C Versus Reality

So it looks like polls across the country, from all races (presidential, Senate, House), have swung violently towards the Democrats. And I do mean violently. The Georgia Senate race, for example, has swung 15 points over two weeks, leaving a normally solid Republican state tied between the two candidates. I guess the economic meltdown of the country isn’t a total loss.<hr />

I originally intended for my next technical post to be a continuation of the test driven development discussion, but motivated by this thread, I’d like to take an moment and examine just how native code (like C or C++ generates) relates to the reality of how things work.
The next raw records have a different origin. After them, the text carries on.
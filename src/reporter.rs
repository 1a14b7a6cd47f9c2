use std::cell::RefCell;
use std::collections::VecDeque;
use std::rc::Rc;

use clap::ValueEnum;
use serde::{Deserialize, Serialize};
use tracing::info;

use crate::host::LongTaskRecord;

const LINE_BREAK: &str = "<br>";

/// Where report lines end up.
pub trait DisplaySurface {
    /// Put `line` ahead of everything already shown.
    fn prepend_line(&mut self, line: &str);
}

pub type SurfaceRef = Rc<RefCell<dyn DisplaySurface>>;

/// In-memory event log, newest line first. Never pruned.
#[derive(Debug, Default, Clone)]
pub struct EventLog {
    lines: VecDeque<String>,
}

impl EventLog {
    pub fn new() -> Self {
        Self::default()
    }

    pub fn len(&self) -> usize {
        self.lines.len()
    }

    pub fn is_empty(&self) -> bool {
        self.lines.is_empty()
    }

    /// Lines in display order.
    pub fn lines(&self) -> impl Iterator<Item = &str> {
        self.lines.iter().map(String::as_str)
    }

    /// Rendered content: each line followed by a `<br>`.
    pub fn markup(&self) -> String {
        self.lines.iter().fold(String::new(), |mut out, line| {
            out.push_str(line);
            out.push_str(LINE_BREAK);
            out
        })
    }
}

impl DisplaySurface for EventLog {
    fn prepend_line(&mut self, line: &str) {
        self.lines.push_front(line.to_string());
    }
}

/// How a record's duration is rendered.
#[derive(Debug, Clone, Copy, PartialEq, Eq, Default, ValueEnum, Serialize, Deserialize)]
#[serde(rename_all = "kebab-case")]
pub enum DurationUnit {
    #[default]
    Milliseconds,
    /// Divide by 1000 but keep the `ms` label, as the old page output did.
    LegacySeconds,
}

impl DurationUnit {
    fn convert(self, duration_ms: f64) -> f64 {
        match self {
            DurationUnit::Milliseconds => duration_ms,
            DurationUnit::LegacySeconds => duration_ms / 1000.0,
        }
    }
}

pub fn format_line(record: &LongTaskRecord, unit: DurationUnit) -> String {
    format!(
        "long task! start: {}, duration: {}ms, name: {}",
        record.start_time,
        unit.convert(record.duration),
        record.name
    )
}

#[derive(Clone)]
pub struct Reporter {
    surface: Option<SurfaceRef>,
    unit: DurationUnit,
}

impl Reporter {
    pub fn new(surface: Option<SurfaceRef>, unit: DurationUnit) -> Self {
        Self { surface, unit }
    }

    /// Format `record` and prepend it to the surface. Without a surface the
    /// line is only logged.
    pub fn report(&self, record: &LongTaskRecord) {
        let line = format_line(record, self.unit);
        info!("{line}");
        if let Some(surface) = &self.surface {
            surface.borrow_mut().prepend_line(&line);
        }
    }
}
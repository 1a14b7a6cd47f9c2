use std::cell::Cell;
use std::thread;
use std::time::{Duration, Instant};

/// Monotonic time source for the host.
///
/// Time is measured from the clock's own origin, like a page's
/// `performance.now()`.
pub trait Clock {
    /// Current time since the clock's origin.
    fn now(&self) -> Duration;

    /// Yield the thread until `deadline` (or return right away if it has passed).
    fn idle_until(&self, deadline: Duration);

    fn now_ms(&self) -> f64 {
        self.now().as_secs_f64() * 1000.0
    }
}

/// Wall clock backed by `Instant`.
pub struct MonotonicClock {
    origin: Instant,
}

impl MonotonicClock {
    pub fn new() -> Self {
        Self { origin: Instant::now() }
    }
}

impl Default for MonotonicClock {
    fn default() -> Self {
        Self::new()
    }
}

impl Clock for MonotonicClock {
    fn now(&self) -> Duration {
        self.origin.elapsed()
    }

    fn idle_until(&self, deadline: Duration) {
        let now = self.now();
        if deadline > now {
            thread::sleep(deadline - now);
        }
    }
}

/// Deterministic clock for simulated runs.
///
/// Every read costs `read_cost` of virtual time, which is what lets a spin
/// loop make progress without a real CPU burning behind it. Idling jumps
/// straight to the deadline.
pub struct VirtualClock {
    now: Cell<Duration>,
    read_cost: Duration,
}

impl VirtualClock {
    pub const DEFAULT_READ_COST: Duration = Duration::from_micros(10);

    pub fn new() -> Self {
        Self::with_read_cost(Self::DEFAULT_READ_COST)
    }

    pub fn with_read_cost(read_cost: Duration) -> Self {
        Self {
            now: Cell::new(Duration::ZERO),
            read_cost,
        }
    }

    /// Move time forward without counting as a read.
    pub fn advance(&self, by: Duration) {
        self.now.set(self.now.get() + by);
    }

    /// Current time without charging a read.
    pub fn peek(&self) -> Duration {
        self.now.get()
    }
}

impl Default for VirtualClock {
    fn default() -> Self {
        Self::new()
    }
}

impl Clock for VirtualClock {
    fn now(&self) -> Duration {
        let t = self.now.get() + self.read_cost;
        self.now.set(t);
        t
    }

    fn idle_until(&self, deadline: Duration) {
        if deadline > self.now.get() {
            self.now.set(deadline);
        }
    }
}
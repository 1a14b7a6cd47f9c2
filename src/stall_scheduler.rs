use std::cell::RefCell;
use std::rc::Rc;
use std::time::Duration;

use rand::rngs::StdRng;
use rand::SeedableRng;
use tracing::{debug, info};

use crate::busy_wait::busy_wait;
use crate::config::{MsRange, StallConfig};
use crate::host::Host;
use crate::repeating::{Cycle, RepeatingTask};

/// One scheduled stall: wait `delay_ms` without blocking, then spin for
/// `duration_ms`.
#[derive(Debug, Clone, Copy, PartialEq, Eq)]
pub struct StallTask {
    pub delay_ms: u64,
    pub duration_ms: u64,
}

type Listener = Rc<RefCell<Option<Box<dyn FnMut(StallTask)>>>>;

struct StallCycle {
    delay: MsRange,
    duration: MsRange,
    rng: Rc<RefCell<StdRng>>,
    next: Option<StallTask>,
    listener: Listener,
}

impl Cycle for StallCycle {
    fn next_delay(&mut self) -> Duration {
        let mut rng = self.rng.borrow_mut();
        let task = StallTask {
            delay_ms: self.delay.sample(&mut *rng),
            duration_ms: self.duration.sample(&mut *rng),
        };
        self.next = Some(task);
        Duration::from_millis(task.delay_ms)
    }

    fn fire(&mut self, host: &Host) {
        let Some(task) = self.next.take() else {
            return;
        };
        busy_wait(host.clock(), task.duration_ms as f64);
        debug!(delay_ms = task.delay_ms, duration_ms = task.duration_ms, "stall done");
        if let Some(listener) = self.listener.borrow_mut().as_mut() {
            listener(task);
        }
    }
}

/// Generates synthetic jank: idle for a random delay, then block the host
/// for a random duration, forever or until stopped.
pub struct StallScheduler {
    host: Host,
    config: StallConfig,
    rng: Rc<RefCell<StdRng>>,
    listener: Listener,
    running: Option<RepeatingTask>,
}

impl StallScheduler {
    pub fn new(host: &Host, config: StallConfig) -> Self {
        let rng = match config.seed {
            Some(seed) => StdRng::seed_from_u64(seed),
            None => StdRng::from_os_rng(),
        };
        Self {
            host: host.clone(),
            config,
            rng: Rc::new(RefCell::new(rng)),
            listener: Rc::new(RefCell::new(None)),
            running: None,
        }
    }

    /// Called after every completed stall.
    pub fn set_listener(&self, listener: impl FnMut(StallTask) + 'static) {
        *self.listener.borrow_mut() = Some(Box::new(listener));
    }

    pub fn is_running(&self) -> bool {
        self.running.is_some()
    }

    /// Begin the stall cycle. Does nothing if already running.
    pub fn start(&mut self) {
        if self.running.is_some() {
            return;
        }
        info!(
            delay = %self.config.delay,
            duration = %self.config.duration,
            "starting jank"
        );
        let cycle = StallCycle {
            delay: self.config.delay,
            duration: self.config.duration,
            rng: self.rng.clone(),
            next: None,
            listener: self.listener.clone(),
        };
        self.running = Some(RepeatingTask::spawn(&self.host, cycle));
    }

    /// Cancel the pending stall. Does nothing if not running.
    pub fn stop(&mut self) {
        if let Some(task) = self.running.take() {
            task.cancel();
            info!("jank stopped");
        }
    }
}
People (who I think are idiots and should feel free to get the hell out of that thread) like to say that C++ is closer to the hardware or more low level or other similar kinds of bullshit. I want to dissect that in a more methodical, fair manor.

The basic misconception seems to be centered around the mysterious gods that C++ noobs worship, pointers. I believe that pointers are basically taught the same way to everybody – they store memory addresses of things, so you use the dereference operator to access what is actually at that memory address. This isn’t wrong, exactly. The problem is that it ignores a number of important details. C (and by extension C++) are very careful to avoid specifying any kind of detail about how their underlying memory architecture works, or saying much of anything about pointers beyond what is necessary to actually define the language behavior.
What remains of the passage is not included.